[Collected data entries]

┄┄┄┄┄┄

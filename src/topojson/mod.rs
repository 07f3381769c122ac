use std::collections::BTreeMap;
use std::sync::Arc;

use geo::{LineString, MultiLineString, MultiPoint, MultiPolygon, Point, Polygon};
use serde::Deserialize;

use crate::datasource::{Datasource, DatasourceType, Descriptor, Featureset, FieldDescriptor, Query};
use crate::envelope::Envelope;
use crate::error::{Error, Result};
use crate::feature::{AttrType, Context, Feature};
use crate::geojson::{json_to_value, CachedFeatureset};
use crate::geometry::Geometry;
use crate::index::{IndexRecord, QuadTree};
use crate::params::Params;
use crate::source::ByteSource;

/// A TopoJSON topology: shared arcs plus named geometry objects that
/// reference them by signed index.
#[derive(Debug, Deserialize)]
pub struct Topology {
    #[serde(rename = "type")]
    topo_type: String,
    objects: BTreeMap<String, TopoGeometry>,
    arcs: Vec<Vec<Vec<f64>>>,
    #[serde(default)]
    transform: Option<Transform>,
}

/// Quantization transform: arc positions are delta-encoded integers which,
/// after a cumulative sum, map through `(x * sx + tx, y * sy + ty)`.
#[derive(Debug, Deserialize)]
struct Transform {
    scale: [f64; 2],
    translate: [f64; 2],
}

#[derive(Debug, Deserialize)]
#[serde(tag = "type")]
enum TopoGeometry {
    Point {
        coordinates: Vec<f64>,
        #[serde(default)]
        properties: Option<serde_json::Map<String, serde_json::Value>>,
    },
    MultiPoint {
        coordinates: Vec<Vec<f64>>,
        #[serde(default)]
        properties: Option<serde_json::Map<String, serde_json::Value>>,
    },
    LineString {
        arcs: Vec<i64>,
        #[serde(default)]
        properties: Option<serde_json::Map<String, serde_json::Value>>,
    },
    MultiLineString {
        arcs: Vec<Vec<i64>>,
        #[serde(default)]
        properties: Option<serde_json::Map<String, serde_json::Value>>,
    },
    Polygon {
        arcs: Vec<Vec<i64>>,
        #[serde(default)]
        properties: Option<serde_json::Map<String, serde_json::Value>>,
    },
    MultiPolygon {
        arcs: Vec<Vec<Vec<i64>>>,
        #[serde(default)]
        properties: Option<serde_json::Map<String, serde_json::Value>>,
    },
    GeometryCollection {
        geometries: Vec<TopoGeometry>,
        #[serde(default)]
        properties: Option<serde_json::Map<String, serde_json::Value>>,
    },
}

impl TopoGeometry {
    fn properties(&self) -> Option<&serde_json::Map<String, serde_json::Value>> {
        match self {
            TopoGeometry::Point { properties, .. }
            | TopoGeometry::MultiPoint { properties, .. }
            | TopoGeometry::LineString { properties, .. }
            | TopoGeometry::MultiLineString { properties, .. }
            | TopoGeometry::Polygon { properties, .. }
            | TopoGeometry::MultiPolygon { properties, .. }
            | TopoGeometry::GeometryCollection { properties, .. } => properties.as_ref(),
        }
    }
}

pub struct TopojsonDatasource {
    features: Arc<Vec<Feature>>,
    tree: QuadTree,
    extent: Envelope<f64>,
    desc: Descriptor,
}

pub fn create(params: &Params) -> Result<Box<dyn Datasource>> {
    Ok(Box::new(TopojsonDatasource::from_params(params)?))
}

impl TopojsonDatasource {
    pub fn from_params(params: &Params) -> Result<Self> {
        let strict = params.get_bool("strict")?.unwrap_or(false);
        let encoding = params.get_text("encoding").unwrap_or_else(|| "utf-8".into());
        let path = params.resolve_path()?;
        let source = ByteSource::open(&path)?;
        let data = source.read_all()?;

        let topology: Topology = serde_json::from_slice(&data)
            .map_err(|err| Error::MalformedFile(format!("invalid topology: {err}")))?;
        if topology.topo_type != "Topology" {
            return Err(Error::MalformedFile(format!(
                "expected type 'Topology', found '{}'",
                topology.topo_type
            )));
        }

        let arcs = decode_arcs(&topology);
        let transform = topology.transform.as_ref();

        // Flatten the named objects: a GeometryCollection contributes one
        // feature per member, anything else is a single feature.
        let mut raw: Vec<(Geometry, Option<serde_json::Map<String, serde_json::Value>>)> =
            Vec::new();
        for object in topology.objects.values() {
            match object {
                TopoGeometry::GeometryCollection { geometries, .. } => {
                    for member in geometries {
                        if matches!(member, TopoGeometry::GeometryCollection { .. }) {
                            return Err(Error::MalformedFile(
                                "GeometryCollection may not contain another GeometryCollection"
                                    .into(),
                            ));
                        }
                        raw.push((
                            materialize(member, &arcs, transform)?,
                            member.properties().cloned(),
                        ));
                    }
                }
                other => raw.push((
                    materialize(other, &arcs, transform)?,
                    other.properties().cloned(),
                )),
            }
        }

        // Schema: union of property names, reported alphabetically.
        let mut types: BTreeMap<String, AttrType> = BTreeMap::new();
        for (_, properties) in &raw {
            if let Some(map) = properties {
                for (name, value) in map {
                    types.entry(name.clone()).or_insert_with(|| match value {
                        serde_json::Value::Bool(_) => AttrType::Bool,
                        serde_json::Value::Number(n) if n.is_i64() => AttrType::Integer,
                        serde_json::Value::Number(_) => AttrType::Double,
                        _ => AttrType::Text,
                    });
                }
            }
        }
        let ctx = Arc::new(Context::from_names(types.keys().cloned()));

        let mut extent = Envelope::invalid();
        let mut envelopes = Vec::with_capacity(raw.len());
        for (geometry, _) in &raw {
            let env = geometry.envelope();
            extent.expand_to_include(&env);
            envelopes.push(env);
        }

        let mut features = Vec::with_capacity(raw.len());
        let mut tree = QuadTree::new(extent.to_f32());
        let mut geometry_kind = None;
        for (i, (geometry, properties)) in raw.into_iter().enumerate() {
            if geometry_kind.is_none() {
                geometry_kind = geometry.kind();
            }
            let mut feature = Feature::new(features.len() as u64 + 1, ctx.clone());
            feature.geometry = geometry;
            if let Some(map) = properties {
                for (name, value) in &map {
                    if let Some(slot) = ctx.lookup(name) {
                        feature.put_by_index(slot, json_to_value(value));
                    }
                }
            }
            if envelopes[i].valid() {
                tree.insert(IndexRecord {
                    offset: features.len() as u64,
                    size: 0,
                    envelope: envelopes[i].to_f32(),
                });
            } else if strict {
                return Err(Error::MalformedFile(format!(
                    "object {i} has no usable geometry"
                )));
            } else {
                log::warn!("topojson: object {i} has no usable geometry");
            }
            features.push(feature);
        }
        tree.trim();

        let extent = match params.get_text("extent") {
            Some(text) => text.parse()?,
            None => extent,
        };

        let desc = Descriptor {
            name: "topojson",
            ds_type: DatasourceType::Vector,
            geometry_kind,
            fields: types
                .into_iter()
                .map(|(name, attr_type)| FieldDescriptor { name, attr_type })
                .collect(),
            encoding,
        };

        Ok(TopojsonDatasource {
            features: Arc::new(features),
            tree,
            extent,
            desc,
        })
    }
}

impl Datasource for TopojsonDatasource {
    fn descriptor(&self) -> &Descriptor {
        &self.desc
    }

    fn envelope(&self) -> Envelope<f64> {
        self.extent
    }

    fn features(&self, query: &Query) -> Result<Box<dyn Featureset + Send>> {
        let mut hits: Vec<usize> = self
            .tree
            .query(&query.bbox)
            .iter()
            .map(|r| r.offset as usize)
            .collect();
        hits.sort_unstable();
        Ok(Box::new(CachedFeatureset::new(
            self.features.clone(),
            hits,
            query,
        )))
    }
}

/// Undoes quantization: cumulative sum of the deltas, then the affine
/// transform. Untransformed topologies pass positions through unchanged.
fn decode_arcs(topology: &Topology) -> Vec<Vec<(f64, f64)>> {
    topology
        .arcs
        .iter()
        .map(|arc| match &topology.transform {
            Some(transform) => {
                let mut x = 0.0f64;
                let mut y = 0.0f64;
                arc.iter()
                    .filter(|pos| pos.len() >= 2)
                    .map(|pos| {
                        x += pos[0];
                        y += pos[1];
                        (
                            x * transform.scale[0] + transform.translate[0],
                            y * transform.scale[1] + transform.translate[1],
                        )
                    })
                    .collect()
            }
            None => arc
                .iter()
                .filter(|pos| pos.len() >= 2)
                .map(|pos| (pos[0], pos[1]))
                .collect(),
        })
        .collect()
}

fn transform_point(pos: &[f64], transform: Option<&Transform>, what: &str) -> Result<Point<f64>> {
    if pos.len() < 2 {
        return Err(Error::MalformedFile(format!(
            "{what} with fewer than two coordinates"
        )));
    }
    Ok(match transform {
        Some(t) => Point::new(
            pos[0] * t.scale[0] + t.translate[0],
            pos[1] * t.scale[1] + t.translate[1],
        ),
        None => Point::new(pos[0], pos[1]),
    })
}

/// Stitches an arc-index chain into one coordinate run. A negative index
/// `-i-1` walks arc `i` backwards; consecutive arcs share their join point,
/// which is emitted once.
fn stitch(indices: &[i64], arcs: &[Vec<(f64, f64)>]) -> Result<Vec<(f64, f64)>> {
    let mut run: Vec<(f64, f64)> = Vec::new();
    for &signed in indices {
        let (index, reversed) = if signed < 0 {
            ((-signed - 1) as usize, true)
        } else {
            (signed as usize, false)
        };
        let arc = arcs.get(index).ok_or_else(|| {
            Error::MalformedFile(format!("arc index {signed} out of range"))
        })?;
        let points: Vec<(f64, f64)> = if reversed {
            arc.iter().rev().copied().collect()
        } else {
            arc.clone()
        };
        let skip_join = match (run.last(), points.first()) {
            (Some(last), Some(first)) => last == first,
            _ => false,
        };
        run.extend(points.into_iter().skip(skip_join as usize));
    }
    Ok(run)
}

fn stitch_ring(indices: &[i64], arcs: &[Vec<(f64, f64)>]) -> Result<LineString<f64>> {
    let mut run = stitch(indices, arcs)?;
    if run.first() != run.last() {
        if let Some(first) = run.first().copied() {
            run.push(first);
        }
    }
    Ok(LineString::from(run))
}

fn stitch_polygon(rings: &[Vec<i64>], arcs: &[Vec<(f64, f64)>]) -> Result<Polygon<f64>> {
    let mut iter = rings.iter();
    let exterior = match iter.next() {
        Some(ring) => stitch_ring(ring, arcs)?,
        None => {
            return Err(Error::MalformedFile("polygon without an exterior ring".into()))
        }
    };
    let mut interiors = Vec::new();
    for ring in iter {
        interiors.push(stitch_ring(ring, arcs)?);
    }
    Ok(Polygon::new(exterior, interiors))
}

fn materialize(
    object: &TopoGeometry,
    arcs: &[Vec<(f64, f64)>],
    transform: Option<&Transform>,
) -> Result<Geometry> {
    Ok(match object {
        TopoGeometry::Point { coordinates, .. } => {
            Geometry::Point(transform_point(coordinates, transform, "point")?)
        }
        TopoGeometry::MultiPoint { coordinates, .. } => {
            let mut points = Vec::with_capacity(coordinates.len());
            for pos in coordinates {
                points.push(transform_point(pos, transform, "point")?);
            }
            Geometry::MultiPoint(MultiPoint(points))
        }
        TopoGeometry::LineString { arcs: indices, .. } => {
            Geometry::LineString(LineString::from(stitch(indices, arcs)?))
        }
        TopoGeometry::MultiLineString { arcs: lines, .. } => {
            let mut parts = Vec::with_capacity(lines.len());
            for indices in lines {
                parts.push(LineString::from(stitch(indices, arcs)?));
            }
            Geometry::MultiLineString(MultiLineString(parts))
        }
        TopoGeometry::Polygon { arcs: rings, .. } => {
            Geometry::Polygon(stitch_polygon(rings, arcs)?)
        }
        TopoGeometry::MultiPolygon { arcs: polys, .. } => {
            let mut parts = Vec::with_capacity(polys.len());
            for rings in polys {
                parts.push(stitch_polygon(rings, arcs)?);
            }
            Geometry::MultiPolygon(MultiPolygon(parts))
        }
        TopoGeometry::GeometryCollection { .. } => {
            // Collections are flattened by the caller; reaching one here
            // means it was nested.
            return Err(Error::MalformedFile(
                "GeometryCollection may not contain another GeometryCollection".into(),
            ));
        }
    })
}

┄┄┄┄┄┄

**YOUR INSTRUCTIONS**
Retype exactly the lines from the start of the entries through the one with "use crate::geometry::Geometry;"; include both ends.

**RESULT BELOW**
filename src/topojson/mod.rs
repository 07f3381769c122ac
use std::collections::BTreeMap;
use std::sync::Arc;

use geo::{LineString, MultiLineString, MultiPoint, MultiPolygon, Point, Polygon};
use serde::Deserialize;

use crate::datasource::{Datasource, DatasourceType, Descriptor, Featureset, FieldDescriptor, Query};
use crate::envelope::Envelope;
use crate::error::{Error, Result};
use crate::feature::{AttrType, Context, Feature};
use crate::geojson::{json_to_value, CachedFeatureset};
use crate::geometry::Geometry;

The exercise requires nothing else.